A Shade of Vampire is about a girl, Sofia Cleremont, who is kidnapped on her seventeenth birthday and put into a “harem” to be a (assumed, sexual) slave to the Prince of vampires, Derek Novak. Fortunately for Sofia, her beautiful blue eyes, soft red hair, and LLI (Low Latent Inhibition) catch the newly awoken vampire’s attention, and he decides to curb his sociopathic tendencies and tries to play nice.

She, of course, falls in love, although it would more realistically be categorized as Stockholm Syndrome, aka The Betrayal Bond. Derek isn’t quite as bad as the other vampires in the Blood Shade, an enchanted island under a spell by a witch to make it always night, and inescapable for all the human slaves, but he’s far from good. Controlling and abusive, he vacillates from wanting to eat and/or ravish Sofia to trying to give her limited freedom and choice. Excellent because it is exactly how sociopaths and/or narcissists really act, the entire Jekyll and Hyde phenomenon that is present throughout the abusive and unhealthy relationship with this type of person, or in this case, vampire.

Bottom line, she was kidnapped. Tortured. Sexually assaulted. And she’s still a captive slave with limited freedoms, no matter how much Derek likes to think he’s giving her a choice and being a “nice guy” by not raping her or devouring her. Trouble is, he doesn’t seem to be able to keep her safe as Derek’s utterly sadistic brother Lucas is out to claim Sofia for his own. Because, you know, she is property.

I’m impressed with the author because she writes an great budding love story in an impossible situation: a savagely abusive one. It’s an excellent study of survival in any abusive relationship, how the victimized party finds the slightest example of kindness to excuse the abuse and find a modicum of safety.

I liked the book for what it was. Not high and fine literature, by any means, but that’s okay with me. I don’t write that either. It was quite well-written overall, albeit a little repetitive in some descriptions of facial expressions. However, I’m guilty of the same, so I can’t criticize her for that. The story certainly held my attention, and it was a very fast read. I read it in two days, which for me is really quick. Probably a total of 4 hours reading, all told.

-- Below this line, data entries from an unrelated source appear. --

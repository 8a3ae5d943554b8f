pub mod bet;
pub mod registers;
pub mod roulette;
pub mod zigzag;

pub use bet::{Bet, Notif};
pub use roulette::Subgame;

HUGE cliffhanger ending. Boy! And people got on me about how I ended Rowan of the Wood! Geez!

It’s written in dual first person POV, which is increasingly becoming a favorite. It’s the POV in which I’m writing the Avalon sequel, so I’m partial to it at the moment.

A Shade of Vampire is an entertaining and quick read. If you like vampires, especially vampire teen romance, you’ll love this book. Unique and captivating, you’ll be ready for more.

I got this as a free promotional download on Kindle, and I will likely read the sequel when it comes out.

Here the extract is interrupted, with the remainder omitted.